A Maryland-based meteorologist is saying the early February expected precipitation won’t be enough after one month of below normal rain, and lack of moisture problems will continue. For vegetable oil, and animal-feed, Argentina is the biggest shipper of these (soybean-based) products.
“…this current (soybean futures) price increase is weather related. If we see more dry weather (soybean futures) will move higher yet,” says Christian Moreno, a commodities broker for HighGround Trading Group in Chicago, regarding the current soybean futures situation.
This is the third month for soybean futures trading sideways. Recently, soybean futures have broken out to the upside, but before I can get long this market I’d like to see a more clearer picture develop.
The two biggest soybean exporting countries after the US – Argentina & Brazil – are forecasted for rain in the next two weeks. Soybean futures initially sold-off hard on this outlook and the prospect to boost their yield potential.
The rain predicted in Argentina alone is 2 inches in the next two days which hasn’t seen any outright precipitation in two and a half weeks, and three more storms looming in the next two weeks. The USDA predicts soybean production for both countries to rise well over 25% to a record amount.
“Healthy rains are being forecasted for Argentina and Brazil which is expected to pressure the soybean futures. These rains are coming at the optimal time as the (soybean) crop is entering its critical stage of development,” said Barb Levy, chief director for Futures & Options Xecution’s futures division in Chicago, regarding the current soybean futures situation.
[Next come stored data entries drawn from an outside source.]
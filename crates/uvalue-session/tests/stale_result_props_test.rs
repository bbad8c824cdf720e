//! Property tests for result invalidation

use proptest::prelude::*;
use std::sync::Arc;
use uvalue_core::draft::MemoryDraftStore;
use uvalue_core::models::{AssemblyType, CalculationResult, Layer};
use uvalue_session::{CalcState, Completion, DesignController};

fn sample_result() -> CalculationResult {
    let branch = serde_json::json!({
        "Rsi": 0.13, "Rse": 0.04, "Rs": 0.5,
        "U_surface_to_surface": 2.0, "U_overall": 1.4,
        "heat_capacity_kJ_m2K": 50.0,
        "layers": []
    });
    let body = serde_json::json!({ "static": branch.clone(), "dynamic": branch });
    CalculationResult::from_json(&body.to_string()).unwrap()
}

#[derive(Debug, Clone)]
enum Edit {
    City(String),
    Assembly(AssemblyType),
    Thickness(f64),
    Material(String),
    Add,
    RemoveFirst,
}

fn edit_strategy() -> impl Strategy<Value = Edit> {
    prop_oneof![
        "[A-Z][a-z]{2,8}".prop_map(Edit::City),
        prop_oneof![Just(AssemblyType::Wall), Just(AssemblyType::RoofUp)].prop_map(Edit::Assembly),
        (1.0f64..500.0).prop_map(Edit::Thickness),
        "[A-Z][a-z]{2,8}".prop_map(Edit::Material),
        Just(Edit::Add),
        Just(Edit::RemoveFirst),
    ]
}

/// Apply an edit; returns whether the inputs actually changed
fn apply(controller: &mut DesignController, edit: &Edit) -> bool {
    match edit {
        Edit::City(city) => controller.set_city(city.clone()),
        Edit::Assembly(assembly) => controller.set_assembly(*assembly),
        Edit::Thickness(thickness) => {
            let mut layer = controller.design().layers[0].clone();
            layer.thickness_mm = *thickness;
            controller.update_layer(layer).unwrap()
        }
        Edit::Material(material) => {
            let mut layer = controller.design().layers[0].clone();
            layer.material = material.clone();
            controller.update_layer(layer).unwrap()
        }
        Edit::Add => {
            controller.add_layer();
            true
        }
        Edit::RemoveFirst => {
            let id = controller.design().layers[0].id;
            controller.remove_layer(id).unwrap();
            true
        }
    }
}

fn computed_controller() -> DesignController {
    let mut controller = DesignController::new(Arc::new(MemoryDraftStore::new()));
    controller.set_city("Ahmedabad");
    controller.push_layer(Layer::new("Brick", 110.0)).unwrap();
    controller.push_layer(Layer::new("Gypsum", 12.0)).unwrap();
    let pending = controller.begin_calculation().unwrap();
    controller.complete_calculation(pending.seq, sample_result());
    controller
}

proptest! {
    #[test]
    fn prop_changing_edit_clears_result(edit in edit_strategy()) {
        let mut controller = computed_controller();
        let seq = controller.seq();

        if apply(&mut controller, &edit) {
            prop_assert_eq!(controller.state(), &CalcState::Idle);
            prop_assert!(controller.result().is_none());
            prop_assert!(controller.seq() > seq);
        } else {
            prop_assert!(controller.result().is_some());
            prop_assert_eq!(controller.seq(), seq);
        }
    }

    #[test]
    fn prop_in_flight_response_after_edit_is_stale(edit in edit_strategy()) {
        let mut controller = computed_controller();
        let pending = controller.begin_calculation().unwrap();

        if apply(&mut controller, &edit) {
            let outcome = controller.complete_calculation(pending.seq, sample_result());
            prop_assert_eq!(outcome, Completion::Stale);
            prop_assert!(controller.result().is_none());
        }
    }

    #[test]
    fn prop_seq_never_decreases(edits in prop::collection::vec(edit_strategy(), 1..20)) {
        let mut controller = computed_controller();
        let mut last = controller.seq();

        for edit in &edits {
            if controller.design().layers.is_empty()
                && matches!(edit, Edit::Thickness(_) | Edit::Material(_) | Edit::RemoveFirst)
            {
                continue;
            }
            apply(&mut controller, edit);
            prop_assert!(controller.seq() >= last);
            last = controller.seq();
        }
    }
}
The newly emerged soybean trend to the upside has begun, but today’s action puts soybean futures right back at a crossroads. We are long soybean futures will sell stops in place each day.
The South American soybean production is expected to surpass North America as the world’s largest soybean grower after Brazilian officials stated they expect production to rise to a record this year. Soybean futures fell today after this realization.
Forecasters in Brazil estimate soybean output to be 25% more this year than the previous year – two million metric tons more than US output. The Brazilians also note soybean exports to rise by nearly four million tons compared to last year.
“(Soybean) demand continues to shift away from the U.S. and toward South America. This coupled with favorable weather and good production potential in South America continue to put pressure on soybean (futures) prices,” said Kevin Craney, a senior commodities broker for RJO Futures in Chicago, regarding the current soybean futures situation.
The trend in soybean futures is decidedly down, and this month we are seeing lows not since last June. A major crop report will be released Friday so I’m trying to get short soybean futures under certain conditions.
Soybean futures closed higher today, reaching a two-week high on the outlook of planting delays for South American crops may curb production and raise demand for US supplies. In Brazil, most soybean growing regions are too dry, and in Argentina the soybean growing fields are too wet – with more precipitation in the forecast.
Compared to last year at this time, when 81% of Brazil’s soybean crop was planted, only 74% has been completed this season. In Argentina, only 37% of soybean fields compared with 47% last year.
“Soybeans continue to find support after the recent sell off, and much of that is due to the progress of South American planting,” said Kevin Craney, a senior commodities broker for RJO Futures in Chicago, regarding the current soybean futures situation. Craney added, “If we continue to experience problems in this region and if exports remain strong look for soybean prices to find additional momentum higher.”
The trend for soybean futures is DOWN and the market has rallied up to its 18-day moving average. I am cautiously looking for soybean futures‘ short-selling opportunities in the near-term.